Just As I Am: The Autobiography of Billy Graham by Billy Graham

Just As I Am: The Autobiography of Billy Graham by Billy Graham

Author:Billy Graham [Graham, Billy]
Language: eng
Format: epub, azw3
ISBN: 9780061171062
Publisher: Harper Collins, Inc.


22

Tall Timber from Texas

President Lyndon B. Johnson

“You and Ruth must be here for our library dedication May 22.” That was retired President Lyndon Johnson’s handwritten post-script at the bottom of a typewritten note to me dated February 23, 1971—slightly more than two years after leaving office.

For that occasion in Austin, we were invited by President Nixon to accompany him on Air Force One. I gave the invocation. After the ceremony, LBJ took Ruth and me out to his ranch in the hill country. Over the years, we had enjoyed many good visits with him and Lady Bird on that sprawling land under the vast Texas sky, and we were glad to be back.

He and I walked down to the oak trees edging the Pedernales River, which flanked the family cemetery. Usually effervescent, he struck me as subdued that day. We stood in the shade and watched the water flow by.

“Billy,” he said at last, “one day you’re going to preach at my funeral. You’ll stand right here under this tree. I’ll be buried right there.” He pointed to the spot in the family cemetery. “You’ll read the Bible, of course, and preach the Gospel. I want you to.” He paused for a moment. “But I hope you’ll also tell folks some of the things I tried to do.”

When the time came, I did not find it a hard assignment. Ours was that kind of friendship. At the graveside service on January 25, 1973—less than two years after that conversation—I described him as “history in motion” and “a mountain of a man with a whirlwind for a heart . . . [whose] thirty-eight years of public service kept him at the center of the events that have shaped our destiny.” If anything, those words, as I look at them now, were an understatement.

LBJ was a powerful, gigantic personality whose charisma dominated a room the minute he entered it. The focus of attention and even the balance of power automatically shifted to him. He could be coarse and charming at the same time, and even profanely poignant. Almost every time he swore in my presence, he would quickly turn and say, “Excuse me, Preacher.”

Although many have commented on his complex character, perhaps I saw a side of that complexity that others did not see, for LBJ had a sincere and deeply felt, if simple, spiritual dimension. But while he was serious about it, I could hardly call him pious.

Yet I was beside him many times as he knelt by his bedside, in his pajamas, praying to One mightier than he. I saw strength in that, not weakness. Great men know when to bow.

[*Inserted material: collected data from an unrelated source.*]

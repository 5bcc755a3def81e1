use crate::traits::HasPosition;
use crate::Aabb;

/// An ordered sequence of points sharing one point type.
///
/// `width`/`height` follow the PCD convention: an unorganized cloud has
/// `height == 1` and `width == len()`, an organized (image-like) cloud has
/// `width * height == len()` with points stored row-major.
#[derive(Debug, Clone, PartialEq)]
pub struct PointCloud<P> {
    pub points: Vec<P>,
    width: usize,
    height: usize,
}

impl<P> PointCloud<P> {
    pub fn new() -> Self {
        Self {
            points: Vec::new(),
            width: 0,
            height: 1,
        }
    }

    pub fn with_capacity(capacity: usize) -> Self {
        Self {
            points: Vec::with_capacity(capacity),
            width: 0,
            height: 1,
        }
    }

    pub fn from_points(points: Vec<P>) -> Self {
        let width = points.len();
        Self {
            points,
            width,
            height: 1,
        }
    }

    /// Builds an organized cloud.
    ///
    /// # Panics
    ///
    /// Panics if `width * height` does not match the number of points.
    pub fn organized(points: Vec<P>, width: usize, height: usize) -> Self {
        assert_eq!(
            width * height,
            points.len(),
            "organized cloud must have width * height points"
        );
        Self {
            points,
            width,
            height,
        }
    }

    pub fn len(&self) -> usize {
        self.points.len()
    }

    pub fn is_empty(&self) -> bool {
        self.points.is_empty()
    }

    pub fn width(&self) -> usize {
        self.width
    }

    pub fn height(&self) -> usize {
        self.height
    }

    pub fn is_organized(&self) -> bool {
        self.height > 1
    }

    /// Appends a point. Pushing onto an organized cloud flattens it.
    pub fn push(&mut self, point: P) {
        self.points.push(point);
        self.width = self.points.len();
        self.height = 1;
    }

    pub fn point(&self, i: usize) -> &P {
        &self.points[i]
    }

    pub fn iter(&self) -> std::slice::Iter<'_, P> {
        self.points.iter()
    }

    /// Builds a new cloud of the same shape by mapping every point, stopping
    /// at the first error. `f` also receives the point's index.
    pub fn try_map<Q, E>(
        &self,
        mut f: impl FnMut(usize, &P) -> Result<Q, E>,
    ) -> Result<PointCloud<Q>, E> {
        let mut points = Vec::with_capacity(self.points.len());
        for (i, p) in self.points.iter().enumerate() {
            points.push(f(i, p)?);
        }
        Ok(PointCloud {
            points,
            width: self.width,
            height: self.height,
        })
    }
}

impl<P: HasPosition> PointCloud<P> {
    pub fn aabb(&self) -> Aabb {
        Aabb::from_points(&self.points)
    }
}

impl<P> Default for PointCloud<P> {
    fn default() -> Self {
        Self::new()
    }
}

impl<P> FromIterator<P> for PointCloud<P> {
    fn from_iter<I: IntoIterator<Item = P>>(iter: I) -> Self {
        Self::from_points(iter.into_iter().collect())
    }
}

impl<P> IntoIterator for PointCloud<P> {
    type Item = P;
    type IntoIter = std::vec::IntoIter<P>;

    fn into_iter(self) -> Self::IntoIter {
        self.points.into_iter()
    }
}

impl<'a, P> IntoIterator for &'a PointCloud<P> {
    type Item = &'a P;
    type IntoIter = std::slice::Iter<'a, P>;

    fn into_iter(self) -> Self::IntoIter {
        self.points.iter()
    }
}
#![forbid(unsafe_code)]

pub mod convert;
pub mod ramp;

pub use convert::{xyzi_to_xyzrgb, CloudConverter, ConvertError, Quantization};
pub use ramp::{intensity_to_rgb, ChannelOverflow, ColorRamp};
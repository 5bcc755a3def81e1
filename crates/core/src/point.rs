use crate::rgb::{pack_rgb, unpack_rgb, Rgb};
use crate::traits::{HasColor, HasIntensity, HasPosition};

/// A range-sensor return: position plus return-signal strength.
#[derive(Debug, Clone, Copy, PartialEq)]
pub struct PointXYZI {
    pub x: f32,
    pub y: f32,
    pub z: f32,
    pub intensity: f32,
}

/// Position plus a packed `0x00RRGGBB` color stored in a float field.
///
/// Equality compares the packed field numerically, which is exact for the
/// bit patterns [`pack_rgb`] produces (they are never NaN).
#[derive(Debug, Clone, Copy, PartialEq)]
pub struct PointXYZRGB {
    pub x: f32,
    pub y: f32,
    pub z: f32,
    pub rgb: f32,
}

impl PointXYZI {
    pub fn new(x: f32, y: f32, z: f32, intensity: f32) -> Self {
        Self { x, y, z, intensity }
    }
}

impl PointXYZRGB {
    pub fn new(x: f32, y: f32, z: f32, color: Rgb) -> Self {
        Self {
            x,
            y,
            z,
            rgb: pack_rgb(color),
        }
    }

    /// Builds a point from an already packed color field.
    pub fn from_packed(x: f32, y: f32, z: f32, rgb: f32) -> Self {
        Self { x, y, z, rgb }
    }

    pub fn rgb(&self) -> Rgb {
        unpack_rgb(self.rgb)
    }

    pub fn set_rgb(&mut self, color: Rgb) {
        self.rgb = pack_rgb(color);
    }
}

impl HasPosition for PointXYZI {
    fn position(&self) -> [f32; 3] {
        [self.x, self.y, self.z]
    }
}

impl HasIntensity for PointXYZI {
    fn intensity(&self) -> f32 {
        self.intensity
    }
}

impl HasPosition for PointXYZRGB {
    fn position(&self) -> [f32; 3] {
        [self.x, self.y, self.z]
    }
}

impl HasColor for PointXYZRGB {
    fn color(&self) -> [u8; 3] {
        self.rgb().to_array()
    }
}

On Sunday, December 15, less than three weeks after Pres-ident Kennedy’s funeral, the telephone rang just as I was preparing to leave for Annapolis, where I was to speak in the chapel of the United States Naval Academy. “This is Lyndon,” the President’s familiar voice boomed, adding that he wanted me to come by the White House. The next day, we spent several hours together, talking and swimming in the White House pool.